Dans cette douloureuse oppression, Tacite, obligé de se replier sur lui-même, jeta sur le papier tout cet amas de plaintes et ce poids d'indignation dont il ne pouvait autrement se soulager. Voilà ce qui rend son style si intéressant et si animé. Il n'invective point en déclamateur, un homme profondément affecté ne peut pas l'être; mais il peint avec des couleurs si vraies tout ce que la bassesse et l'esclavage ont de plus dégoûtant, tout ce que le despotisme et la cruauté

ont de plus horrible, les espérances et les succès du crime, la pâleur de l'innocence et l'abattement de la vertu; il peint tellement tout ce qu'il a vu et souffert, que l'on voit et que l'on souffre avec lui: chaque ligne porte un sentiment dans l'ame.

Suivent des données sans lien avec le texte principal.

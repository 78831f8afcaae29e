use serde::{Deserialize, Serialize};

use crate::error::Result;

use super::{env_parse, env_set};

// ━━━━━━━━━━━━━━━━━━━━━━━━━━━━━━━━━━━━━━━━━━━━━━━━━━━━━━━━━━━━━━━━━━
// Telegram
// ━━━━━━━━━━━━━━━━━━━━━━━━━━━━━━━━━━━━━━━━━━━━━━━━━━━━━━━━━━━━━━━━━━

#[derive(Debug, Clone, Serialize, Deserialize, Default)]
pub struct TelegramConfig {
    /// Bot token for the search bot front-end.
    #[serde(default)]
    pub bot_token: String,
    /// MTProto API id. Required for crawling.
    #[serde(default)]
    pub api_id: i64,
    /// MTProto API hash. Required for crawling.
    #[serde(default)]
    pub api_hash: String,
}

impl TelegramConfig {
    pub(super) fn overlay(&mut self, get: &impl Fn(&str) -> Option<String>) -> Result<()> {
        env_set(get, "TELEGRAM_BOT_TOKEN", &mut self.bot_token);
        env_parse(get, "TELEGRAM_API_ID", &mut self.api_id)?;
        env_set(get, "TELEGRAM_API_HASH", &mut self.api_hash);
        Ok(())
    }
}
//! Search engine client: the `SearchEngine` trait and its Meilisearch
//! REST implementation.

mod rest;

pub use rest::MeiliClient;

use async_trait::async_trait;
use serde_json::Value;

use ts_domain::error::Result;

// ━━━━━━━━━━━━━━━━━━━━━━━━━━━━━━━━━━━━━━━━━━━━━━━━━━━━━━━━━━━━━━━━━━
// Trait
// ━━━━━━━━━━━━━━━━━━━━━━━━━━━━━━━━━━━━━━━━━━━━━━━━━━━━━━━━━━━━━━━━━━

/// Search parameters forwarded to the engine.
#[derive(Debug, Clone)]
pub struct SearchParams {
    pub limit: usize,
    pub offset: usize,
    pub filters: Option<Vec<String>>,
    pub sort: Option<Vec<String>>,
}

impl Default for SearchParams {
    fn default() -> Self {
        Self {
            limit: 20,
            offset: 0,
            filters: None,
            sort: None,
        }
    }
}

/// Abstraction over the full-text engine API surface.
///
/// Implementations may talk to the real REST API or a test double. All
/// methods return `ts_domain::error::Result`.
#[async_trait]
pub trait SearchEngine: Send + Sync {
    /// Create the index if it does not exist, with `id` as primary key.
    async fn create_index(&self) -> Result<()>;

    /// Update index settings (searchable / filterable / sortable fields).
    async fn configure_index(&self, settings: Value) -> Result<()>;

    /// Add documents to the index. A no-op when `docs` is empty.
    async fn add_documents(&self, docs: &[Value]) -> Result<()>;

    /// Search documents; returns the engine's raw result object.
    async fn search(&self, query: &str, params: SearchParams) -> Result<Value>;
}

Il demande pardon au lecteur des horreurs dont il l'entretient; et ces horreurs même attachent tellement, qu'on serait fâché qu'il ne les eût pas tracées. Les tyrans nous semblent punis quand il les peint. Il représente la postérité dans tout ce qu'elle a d'auguste et d'imposant; et je ne connais point de lecture plus terrible pour la conscience d'un mauvais roi.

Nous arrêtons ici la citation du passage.